§ **Collected data entries**
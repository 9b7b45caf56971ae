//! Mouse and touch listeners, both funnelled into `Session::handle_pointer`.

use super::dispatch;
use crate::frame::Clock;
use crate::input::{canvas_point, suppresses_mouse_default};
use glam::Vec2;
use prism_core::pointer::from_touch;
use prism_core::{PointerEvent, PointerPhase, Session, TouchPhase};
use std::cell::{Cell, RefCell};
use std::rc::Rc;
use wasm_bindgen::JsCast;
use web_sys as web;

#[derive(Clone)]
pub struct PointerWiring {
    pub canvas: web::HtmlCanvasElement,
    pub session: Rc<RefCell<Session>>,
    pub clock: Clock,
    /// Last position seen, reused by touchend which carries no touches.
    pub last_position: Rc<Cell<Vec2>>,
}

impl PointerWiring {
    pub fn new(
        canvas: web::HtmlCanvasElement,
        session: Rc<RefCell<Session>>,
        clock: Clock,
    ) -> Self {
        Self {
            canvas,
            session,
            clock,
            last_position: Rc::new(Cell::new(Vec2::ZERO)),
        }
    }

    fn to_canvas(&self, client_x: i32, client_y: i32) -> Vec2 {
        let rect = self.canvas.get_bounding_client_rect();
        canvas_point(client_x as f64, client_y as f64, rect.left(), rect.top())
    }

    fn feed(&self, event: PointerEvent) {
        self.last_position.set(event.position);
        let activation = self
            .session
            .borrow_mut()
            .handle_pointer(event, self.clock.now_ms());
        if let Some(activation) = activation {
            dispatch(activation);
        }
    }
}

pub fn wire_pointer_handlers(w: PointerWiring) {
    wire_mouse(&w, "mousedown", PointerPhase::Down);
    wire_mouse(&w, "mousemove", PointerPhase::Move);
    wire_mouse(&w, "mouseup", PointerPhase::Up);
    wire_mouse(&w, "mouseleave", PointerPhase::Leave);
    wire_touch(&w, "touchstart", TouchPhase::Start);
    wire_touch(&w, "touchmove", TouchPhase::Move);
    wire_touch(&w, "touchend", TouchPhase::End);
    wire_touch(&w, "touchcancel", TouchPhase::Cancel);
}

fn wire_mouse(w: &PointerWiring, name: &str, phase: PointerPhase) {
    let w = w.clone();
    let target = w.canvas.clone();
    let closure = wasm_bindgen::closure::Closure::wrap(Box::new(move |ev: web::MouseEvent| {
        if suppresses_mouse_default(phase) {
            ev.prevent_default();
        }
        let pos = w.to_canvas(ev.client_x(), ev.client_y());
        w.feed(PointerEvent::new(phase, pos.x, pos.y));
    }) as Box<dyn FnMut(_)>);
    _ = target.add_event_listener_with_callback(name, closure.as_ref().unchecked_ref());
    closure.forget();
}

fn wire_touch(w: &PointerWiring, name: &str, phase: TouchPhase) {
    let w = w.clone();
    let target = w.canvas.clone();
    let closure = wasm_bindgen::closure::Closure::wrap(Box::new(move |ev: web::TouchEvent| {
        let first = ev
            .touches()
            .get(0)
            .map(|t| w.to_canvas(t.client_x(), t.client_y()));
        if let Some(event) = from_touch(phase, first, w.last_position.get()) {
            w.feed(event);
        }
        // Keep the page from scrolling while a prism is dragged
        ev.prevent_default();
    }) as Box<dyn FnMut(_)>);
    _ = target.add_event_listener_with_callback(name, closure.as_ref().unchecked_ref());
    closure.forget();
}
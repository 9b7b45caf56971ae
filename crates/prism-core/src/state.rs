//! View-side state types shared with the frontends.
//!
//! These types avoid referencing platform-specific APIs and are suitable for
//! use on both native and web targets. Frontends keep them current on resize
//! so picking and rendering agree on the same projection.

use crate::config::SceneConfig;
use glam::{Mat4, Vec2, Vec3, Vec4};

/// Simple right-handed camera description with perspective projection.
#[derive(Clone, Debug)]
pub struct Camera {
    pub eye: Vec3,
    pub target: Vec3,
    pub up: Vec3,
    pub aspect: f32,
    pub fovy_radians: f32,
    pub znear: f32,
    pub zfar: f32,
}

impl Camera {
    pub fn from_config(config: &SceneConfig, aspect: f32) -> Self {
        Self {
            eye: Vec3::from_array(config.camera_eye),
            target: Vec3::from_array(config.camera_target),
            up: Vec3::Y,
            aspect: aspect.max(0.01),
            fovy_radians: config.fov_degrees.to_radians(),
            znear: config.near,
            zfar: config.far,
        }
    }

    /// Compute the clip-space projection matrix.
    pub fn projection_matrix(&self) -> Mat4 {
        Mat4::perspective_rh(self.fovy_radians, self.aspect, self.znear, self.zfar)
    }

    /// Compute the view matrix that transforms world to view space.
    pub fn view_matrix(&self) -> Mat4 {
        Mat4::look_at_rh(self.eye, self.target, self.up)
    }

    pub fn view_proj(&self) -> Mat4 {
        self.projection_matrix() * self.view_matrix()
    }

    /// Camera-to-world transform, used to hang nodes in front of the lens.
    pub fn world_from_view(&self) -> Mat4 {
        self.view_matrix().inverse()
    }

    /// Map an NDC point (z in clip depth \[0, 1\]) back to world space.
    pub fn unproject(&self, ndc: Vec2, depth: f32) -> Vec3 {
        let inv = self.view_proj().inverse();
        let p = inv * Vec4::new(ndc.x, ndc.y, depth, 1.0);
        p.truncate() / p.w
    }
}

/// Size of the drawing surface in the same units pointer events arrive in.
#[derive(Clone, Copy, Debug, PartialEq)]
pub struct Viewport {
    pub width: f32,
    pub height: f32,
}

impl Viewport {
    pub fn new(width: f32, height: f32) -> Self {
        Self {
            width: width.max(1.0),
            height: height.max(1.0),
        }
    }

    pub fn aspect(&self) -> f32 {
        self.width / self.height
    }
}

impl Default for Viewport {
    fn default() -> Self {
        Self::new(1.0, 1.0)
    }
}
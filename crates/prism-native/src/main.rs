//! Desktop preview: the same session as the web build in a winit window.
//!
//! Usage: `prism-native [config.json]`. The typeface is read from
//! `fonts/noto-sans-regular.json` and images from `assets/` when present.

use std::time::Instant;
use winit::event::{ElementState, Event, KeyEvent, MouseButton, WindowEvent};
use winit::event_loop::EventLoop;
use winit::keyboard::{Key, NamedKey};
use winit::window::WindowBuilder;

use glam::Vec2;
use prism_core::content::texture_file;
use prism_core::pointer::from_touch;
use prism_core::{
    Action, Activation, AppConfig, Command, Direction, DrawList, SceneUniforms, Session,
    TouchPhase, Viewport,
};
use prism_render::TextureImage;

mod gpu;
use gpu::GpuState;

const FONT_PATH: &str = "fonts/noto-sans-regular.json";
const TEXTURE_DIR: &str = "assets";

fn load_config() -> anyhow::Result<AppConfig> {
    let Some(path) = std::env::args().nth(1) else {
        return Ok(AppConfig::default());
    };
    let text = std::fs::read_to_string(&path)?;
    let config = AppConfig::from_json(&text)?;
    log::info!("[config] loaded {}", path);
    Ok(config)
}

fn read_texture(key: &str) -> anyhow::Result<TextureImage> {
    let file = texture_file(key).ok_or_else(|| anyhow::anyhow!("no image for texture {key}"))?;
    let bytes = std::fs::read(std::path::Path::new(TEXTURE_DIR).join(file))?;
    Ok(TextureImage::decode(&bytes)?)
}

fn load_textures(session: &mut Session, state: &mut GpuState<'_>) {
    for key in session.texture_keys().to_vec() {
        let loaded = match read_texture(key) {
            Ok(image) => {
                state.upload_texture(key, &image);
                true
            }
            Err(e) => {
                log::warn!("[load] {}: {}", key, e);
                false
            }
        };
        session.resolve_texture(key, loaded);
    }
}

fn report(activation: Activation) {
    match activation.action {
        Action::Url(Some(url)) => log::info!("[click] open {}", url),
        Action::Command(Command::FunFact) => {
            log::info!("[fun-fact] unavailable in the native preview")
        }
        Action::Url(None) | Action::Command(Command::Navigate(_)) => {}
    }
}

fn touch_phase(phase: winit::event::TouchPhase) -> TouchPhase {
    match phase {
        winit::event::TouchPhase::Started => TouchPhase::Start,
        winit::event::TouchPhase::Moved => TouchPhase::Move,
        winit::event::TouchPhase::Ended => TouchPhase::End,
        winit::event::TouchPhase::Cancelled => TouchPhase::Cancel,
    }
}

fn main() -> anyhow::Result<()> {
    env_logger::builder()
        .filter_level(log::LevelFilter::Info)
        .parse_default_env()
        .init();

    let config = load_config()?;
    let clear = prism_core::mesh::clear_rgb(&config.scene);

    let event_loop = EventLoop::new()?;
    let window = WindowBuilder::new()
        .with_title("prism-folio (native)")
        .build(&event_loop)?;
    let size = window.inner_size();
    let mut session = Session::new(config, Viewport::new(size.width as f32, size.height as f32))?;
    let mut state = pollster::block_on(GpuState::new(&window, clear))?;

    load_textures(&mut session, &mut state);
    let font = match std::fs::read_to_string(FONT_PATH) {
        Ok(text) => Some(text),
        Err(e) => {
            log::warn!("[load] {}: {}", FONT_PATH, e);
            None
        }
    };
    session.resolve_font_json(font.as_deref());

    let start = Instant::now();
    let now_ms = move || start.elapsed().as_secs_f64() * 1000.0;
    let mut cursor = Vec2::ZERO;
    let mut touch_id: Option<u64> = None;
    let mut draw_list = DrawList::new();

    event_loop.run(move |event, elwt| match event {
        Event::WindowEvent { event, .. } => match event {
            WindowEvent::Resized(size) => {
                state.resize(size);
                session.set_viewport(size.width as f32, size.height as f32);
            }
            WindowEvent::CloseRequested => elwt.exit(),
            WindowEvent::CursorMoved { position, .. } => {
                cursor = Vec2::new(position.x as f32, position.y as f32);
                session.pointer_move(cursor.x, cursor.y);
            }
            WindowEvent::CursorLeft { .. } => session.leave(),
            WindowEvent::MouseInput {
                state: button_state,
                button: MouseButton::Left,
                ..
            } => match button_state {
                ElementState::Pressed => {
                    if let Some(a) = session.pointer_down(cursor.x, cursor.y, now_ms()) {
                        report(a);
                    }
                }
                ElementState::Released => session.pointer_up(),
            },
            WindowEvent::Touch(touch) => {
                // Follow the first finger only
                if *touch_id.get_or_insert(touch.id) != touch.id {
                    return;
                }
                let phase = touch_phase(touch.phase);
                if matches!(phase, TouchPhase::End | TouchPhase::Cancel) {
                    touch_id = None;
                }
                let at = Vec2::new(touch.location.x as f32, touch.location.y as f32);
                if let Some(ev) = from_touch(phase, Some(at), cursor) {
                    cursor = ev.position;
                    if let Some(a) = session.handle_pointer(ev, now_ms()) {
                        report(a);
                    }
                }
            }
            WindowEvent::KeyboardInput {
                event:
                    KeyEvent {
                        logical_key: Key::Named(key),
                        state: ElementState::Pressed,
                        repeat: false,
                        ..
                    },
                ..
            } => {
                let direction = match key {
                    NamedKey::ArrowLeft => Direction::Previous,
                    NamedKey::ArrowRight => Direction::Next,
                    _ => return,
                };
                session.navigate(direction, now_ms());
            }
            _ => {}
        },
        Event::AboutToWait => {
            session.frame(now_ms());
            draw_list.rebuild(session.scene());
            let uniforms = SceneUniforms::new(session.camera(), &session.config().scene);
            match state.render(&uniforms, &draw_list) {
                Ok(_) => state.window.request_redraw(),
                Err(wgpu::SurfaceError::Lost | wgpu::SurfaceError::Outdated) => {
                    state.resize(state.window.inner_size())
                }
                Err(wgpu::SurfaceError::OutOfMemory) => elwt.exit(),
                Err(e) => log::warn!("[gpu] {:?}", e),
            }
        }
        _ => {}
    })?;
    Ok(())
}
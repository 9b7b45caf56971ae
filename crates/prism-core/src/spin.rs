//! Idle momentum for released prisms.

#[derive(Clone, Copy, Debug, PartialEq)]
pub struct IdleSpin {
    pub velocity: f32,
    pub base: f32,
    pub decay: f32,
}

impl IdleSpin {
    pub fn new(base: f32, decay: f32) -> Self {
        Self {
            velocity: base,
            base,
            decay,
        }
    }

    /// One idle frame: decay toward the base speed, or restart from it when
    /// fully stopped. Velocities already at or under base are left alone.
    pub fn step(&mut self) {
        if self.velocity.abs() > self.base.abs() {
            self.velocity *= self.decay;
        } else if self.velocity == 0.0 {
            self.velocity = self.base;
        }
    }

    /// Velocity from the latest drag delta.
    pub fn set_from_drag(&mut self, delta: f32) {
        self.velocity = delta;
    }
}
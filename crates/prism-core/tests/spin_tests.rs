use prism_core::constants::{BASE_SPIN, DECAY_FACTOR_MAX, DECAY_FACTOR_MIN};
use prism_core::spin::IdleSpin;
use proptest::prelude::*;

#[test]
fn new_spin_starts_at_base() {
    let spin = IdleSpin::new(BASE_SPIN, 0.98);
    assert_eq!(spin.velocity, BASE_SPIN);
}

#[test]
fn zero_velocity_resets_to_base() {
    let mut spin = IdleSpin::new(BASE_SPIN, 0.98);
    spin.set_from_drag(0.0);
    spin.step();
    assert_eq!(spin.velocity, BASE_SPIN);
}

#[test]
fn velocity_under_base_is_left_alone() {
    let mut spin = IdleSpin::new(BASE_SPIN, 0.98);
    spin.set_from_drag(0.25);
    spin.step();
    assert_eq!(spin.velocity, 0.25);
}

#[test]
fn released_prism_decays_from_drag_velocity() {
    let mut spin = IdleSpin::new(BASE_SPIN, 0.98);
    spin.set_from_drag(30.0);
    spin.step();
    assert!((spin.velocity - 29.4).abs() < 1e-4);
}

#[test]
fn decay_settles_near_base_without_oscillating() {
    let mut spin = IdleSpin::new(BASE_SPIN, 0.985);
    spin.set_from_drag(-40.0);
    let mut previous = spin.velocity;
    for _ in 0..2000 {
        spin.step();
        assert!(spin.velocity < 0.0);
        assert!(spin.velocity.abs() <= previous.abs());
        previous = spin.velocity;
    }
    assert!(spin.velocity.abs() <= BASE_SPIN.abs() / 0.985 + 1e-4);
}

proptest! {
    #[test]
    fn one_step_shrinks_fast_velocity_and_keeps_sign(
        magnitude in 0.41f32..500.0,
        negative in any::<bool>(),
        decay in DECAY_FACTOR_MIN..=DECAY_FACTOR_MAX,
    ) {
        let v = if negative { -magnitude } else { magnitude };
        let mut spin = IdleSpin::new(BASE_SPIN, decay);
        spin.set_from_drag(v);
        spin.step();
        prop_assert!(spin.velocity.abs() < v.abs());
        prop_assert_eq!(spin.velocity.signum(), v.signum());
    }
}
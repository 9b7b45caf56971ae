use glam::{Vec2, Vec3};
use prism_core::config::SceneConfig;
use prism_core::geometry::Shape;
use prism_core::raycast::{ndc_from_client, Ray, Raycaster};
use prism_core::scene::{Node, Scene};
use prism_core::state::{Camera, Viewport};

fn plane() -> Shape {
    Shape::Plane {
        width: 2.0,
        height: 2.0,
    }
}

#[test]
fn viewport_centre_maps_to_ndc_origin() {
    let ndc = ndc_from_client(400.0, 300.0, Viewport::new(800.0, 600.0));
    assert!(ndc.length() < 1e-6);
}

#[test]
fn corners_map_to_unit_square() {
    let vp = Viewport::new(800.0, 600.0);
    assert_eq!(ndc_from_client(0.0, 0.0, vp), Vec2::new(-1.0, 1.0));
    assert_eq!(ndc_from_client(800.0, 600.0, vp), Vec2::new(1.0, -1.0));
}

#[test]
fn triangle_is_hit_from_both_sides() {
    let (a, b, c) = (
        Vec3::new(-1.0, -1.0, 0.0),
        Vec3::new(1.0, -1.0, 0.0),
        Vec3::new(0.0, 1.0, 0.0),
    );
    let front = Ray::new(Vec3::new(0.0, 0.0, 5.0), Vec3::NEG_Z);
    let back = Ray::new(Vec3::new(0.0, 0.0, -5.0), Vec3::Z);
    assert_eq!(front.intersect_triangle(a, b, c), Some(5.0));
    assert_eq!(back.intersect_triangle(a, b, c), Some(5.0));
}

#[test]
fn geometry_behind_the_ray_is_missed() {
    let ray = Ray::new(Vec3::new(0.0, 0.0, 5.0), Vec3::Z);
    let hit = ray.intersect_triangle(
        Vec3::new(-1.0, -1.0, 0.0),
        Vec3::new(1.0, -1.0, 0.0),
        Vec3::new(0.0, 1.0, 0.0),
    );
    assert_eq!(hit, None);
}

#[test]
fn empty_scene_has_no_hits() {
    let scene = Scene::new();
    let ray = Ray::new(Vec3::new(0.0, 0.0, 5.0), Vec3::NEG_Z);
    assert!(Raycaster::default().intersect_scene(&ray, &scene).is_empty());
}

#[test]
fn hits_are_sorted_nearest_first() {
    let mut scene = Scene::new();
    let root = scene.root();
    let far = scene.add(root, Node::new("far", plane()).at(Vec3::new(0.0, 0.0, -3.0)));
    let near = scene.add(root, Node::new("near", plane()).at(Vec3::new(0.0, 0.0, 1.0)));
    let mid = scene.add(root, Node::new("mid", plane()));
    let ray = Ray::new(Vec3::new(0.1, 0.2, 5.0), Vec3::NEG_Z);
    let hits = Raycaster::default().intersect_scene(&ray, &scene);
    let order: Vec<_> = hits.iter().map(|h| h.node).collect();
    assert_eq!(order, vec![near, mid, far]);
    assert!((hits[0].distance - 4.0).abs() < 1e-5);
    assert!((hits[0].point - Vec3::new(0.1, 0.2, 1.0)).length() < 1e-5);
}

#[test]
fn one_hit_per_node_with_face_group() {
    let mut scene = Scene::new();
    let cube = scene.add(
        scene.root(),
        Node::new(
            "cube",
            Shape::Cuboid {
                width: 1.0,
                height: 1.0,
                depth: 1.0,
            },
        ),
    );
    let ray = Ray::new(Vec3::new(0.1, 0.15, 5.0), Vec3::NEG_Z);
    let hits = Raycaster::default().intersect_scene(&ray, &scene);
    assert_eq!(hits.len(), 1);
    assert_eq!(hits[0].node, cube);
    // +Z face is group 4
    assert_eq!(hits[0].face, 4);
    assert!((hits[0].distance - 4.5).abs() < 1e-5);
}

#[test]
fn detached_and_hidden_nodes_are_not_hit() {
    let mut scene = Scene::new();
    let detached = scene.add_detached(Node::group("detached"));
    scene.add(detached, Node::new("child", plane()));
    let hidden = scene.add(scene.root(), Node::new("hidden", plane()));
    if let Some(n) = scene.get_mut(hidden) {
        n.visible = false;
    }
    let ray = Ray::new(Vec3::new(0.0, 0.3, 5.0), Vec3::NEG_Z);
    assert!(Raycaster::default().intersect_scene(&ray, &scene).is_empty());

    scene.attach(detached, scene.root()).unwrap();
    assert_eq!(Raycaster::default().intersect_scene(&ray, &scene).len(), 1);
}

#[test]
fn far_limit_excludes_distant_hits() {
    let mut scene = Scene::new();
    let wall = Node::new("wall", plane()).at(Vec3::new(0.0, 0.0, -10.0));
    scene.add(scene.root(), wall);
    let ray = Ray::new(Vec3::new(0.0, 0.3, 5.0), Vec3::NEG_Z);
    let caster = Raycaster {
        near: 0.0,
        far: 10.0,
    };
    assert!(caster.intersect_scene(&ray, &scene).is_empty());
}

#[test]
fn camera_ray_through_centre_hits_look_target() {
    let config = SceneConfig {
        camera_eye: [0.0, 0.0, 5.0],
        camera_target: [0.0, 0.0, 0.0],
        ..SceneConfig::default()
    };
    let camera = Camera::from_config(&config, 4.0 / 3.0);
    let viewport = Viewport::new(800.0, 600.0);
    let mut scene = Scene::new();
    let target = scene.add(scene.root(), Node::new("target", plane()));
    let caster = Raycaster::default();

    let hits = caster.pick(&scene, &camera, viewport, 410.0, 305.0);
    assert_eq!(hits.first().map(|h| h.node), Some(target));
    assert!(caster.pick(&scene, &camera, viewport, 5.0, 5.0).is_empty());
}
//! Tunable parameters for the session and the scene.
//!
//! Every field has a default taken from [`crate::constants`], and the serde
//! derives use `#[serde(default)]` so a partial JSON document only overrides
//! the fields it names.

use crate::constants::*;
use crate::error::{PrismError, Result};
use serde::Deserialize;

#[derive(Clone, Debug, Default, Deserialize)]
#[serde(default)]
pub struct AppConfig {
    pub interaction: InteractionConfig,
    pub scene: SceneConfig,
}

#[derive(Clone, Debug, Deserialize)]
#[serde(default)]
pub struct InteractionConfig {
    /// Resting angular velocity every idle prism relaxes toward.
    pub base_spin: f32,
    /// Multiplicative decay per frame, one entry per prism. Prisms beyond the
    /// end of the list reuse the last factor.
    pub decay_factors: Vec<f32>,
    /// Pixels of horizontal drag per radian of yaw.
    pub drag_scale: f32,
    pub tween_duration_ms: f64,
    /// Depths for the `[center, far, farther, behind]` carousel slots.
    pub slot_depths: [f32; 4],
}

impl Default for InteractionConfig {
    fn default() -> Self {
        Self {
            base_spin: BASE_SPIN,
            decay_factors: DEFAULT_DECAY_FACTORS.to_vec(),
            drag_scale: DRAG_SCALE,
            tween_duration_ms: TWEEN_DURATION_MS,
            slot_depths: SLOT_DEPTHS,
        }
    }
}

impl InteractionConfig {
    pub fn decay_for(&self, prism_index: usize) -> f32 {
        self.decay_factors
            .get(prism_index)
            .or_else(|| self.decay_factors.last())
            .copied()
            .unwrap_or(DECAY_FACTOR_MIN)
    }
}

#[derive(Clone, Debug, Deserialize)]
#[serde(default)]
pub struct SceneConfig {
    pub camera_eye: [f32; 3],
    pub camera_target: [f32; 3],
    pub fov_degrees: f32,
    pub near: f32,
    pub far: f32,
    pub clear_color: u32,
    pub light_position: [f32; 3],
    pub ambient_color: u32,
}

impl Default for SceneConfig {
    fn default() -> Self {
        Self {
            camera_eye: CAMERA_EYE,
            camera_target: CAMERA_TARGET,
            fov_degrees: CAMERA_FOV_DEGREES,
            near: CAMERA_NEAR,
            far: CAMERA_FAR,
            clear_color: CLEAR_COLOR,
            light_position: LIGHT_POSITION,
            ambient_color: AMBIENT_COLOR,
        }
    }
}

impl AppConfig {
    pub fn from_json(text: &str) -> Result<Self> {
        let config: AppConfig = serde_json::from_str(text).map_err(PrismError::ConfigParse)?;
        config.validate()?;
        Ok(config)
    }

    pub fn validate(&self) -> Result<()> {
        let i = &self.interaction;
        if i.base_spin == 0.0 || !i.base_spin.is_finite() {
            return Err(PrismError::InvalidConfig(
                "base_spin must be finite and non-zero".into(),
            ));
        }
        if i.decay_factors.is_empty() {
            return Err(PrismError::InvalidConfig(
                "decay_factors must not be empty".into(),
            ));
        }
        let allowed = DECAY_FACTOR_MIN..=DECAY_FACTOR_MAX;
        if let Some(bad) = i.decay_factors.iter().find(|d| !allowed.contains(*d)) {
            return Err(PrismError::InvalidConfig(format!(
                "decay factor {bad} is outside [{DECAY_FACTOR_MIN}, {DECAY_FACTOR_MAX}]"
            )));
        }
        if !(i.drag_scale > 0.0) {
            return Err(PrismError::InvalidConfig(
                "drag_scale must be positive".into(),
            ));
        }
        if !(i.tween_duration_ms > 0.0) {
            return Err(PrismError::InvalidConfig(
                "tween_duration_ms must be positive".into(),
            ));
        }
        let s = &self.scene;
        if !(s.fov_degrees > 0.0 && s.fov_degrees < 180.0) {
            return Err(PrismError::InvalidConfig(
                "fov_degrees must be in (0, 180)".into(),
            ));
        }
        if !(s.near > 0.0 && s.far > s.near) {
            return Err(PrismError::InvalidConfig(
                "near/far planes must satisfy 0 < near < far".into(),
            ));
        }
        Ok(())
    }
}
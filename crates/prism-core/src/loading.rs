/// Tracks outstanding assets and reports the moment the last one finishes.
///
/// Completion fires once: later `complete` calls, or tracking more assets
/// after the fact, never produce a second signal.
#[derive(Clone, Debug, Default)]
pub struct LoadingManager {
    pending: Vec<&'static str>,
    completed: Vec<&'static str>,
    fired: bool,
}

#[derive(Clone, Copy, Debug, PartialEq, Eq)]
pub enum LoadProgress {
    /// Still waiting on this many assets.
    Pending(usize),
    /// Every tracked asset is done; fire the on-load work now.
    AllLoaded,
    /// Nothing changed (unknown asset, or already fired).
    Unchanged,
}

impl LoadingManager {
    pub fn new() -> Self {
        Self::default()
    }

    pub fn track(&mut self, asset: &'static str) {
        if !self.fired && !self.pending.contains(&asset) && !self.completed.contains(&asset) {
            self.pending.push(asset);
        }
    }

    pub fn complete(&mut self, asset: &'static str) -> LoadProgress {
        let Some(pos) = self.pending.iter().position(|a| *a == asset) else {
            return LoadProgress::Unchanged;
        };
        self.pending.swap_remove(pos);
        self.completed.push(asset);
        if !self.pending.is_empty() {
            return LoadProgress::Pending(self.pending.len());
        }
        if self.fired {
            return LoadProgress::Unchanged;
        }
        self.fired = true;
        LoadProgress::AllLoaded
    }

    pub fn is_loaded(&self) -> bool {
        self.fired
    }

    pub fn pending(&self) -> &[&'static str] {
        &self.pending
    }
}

§ **The task**
Only the lines above from the line containing "assert!(spin.velocity.abs() <= BASE_SPIN.abs()" through the line containing "let mut spin = IdleSpin::new(BASE_SPIN, decay);" should be retyped, exactly and with both ends included.

§ **Exercise response**
    assert!(spin.velocity.abs() <= BASE_SPIN.abs() / 0.985 + 1e-4);
}

proptest! {
    #[test]
    fn one_step_shrinks_fast_velocity_and_keeps_sign(
        magnitude in 0.41f32..500.0,
        negative in any::<bool>(),
        decay in DECAY_FACTOR_MIN..=DECAY_FACTOR_MAX,
    ) {
        let v = if negative { -magnitude } else { magnitude };
        let mut spin = IdleSpin::new(BASE_SPIN, decay);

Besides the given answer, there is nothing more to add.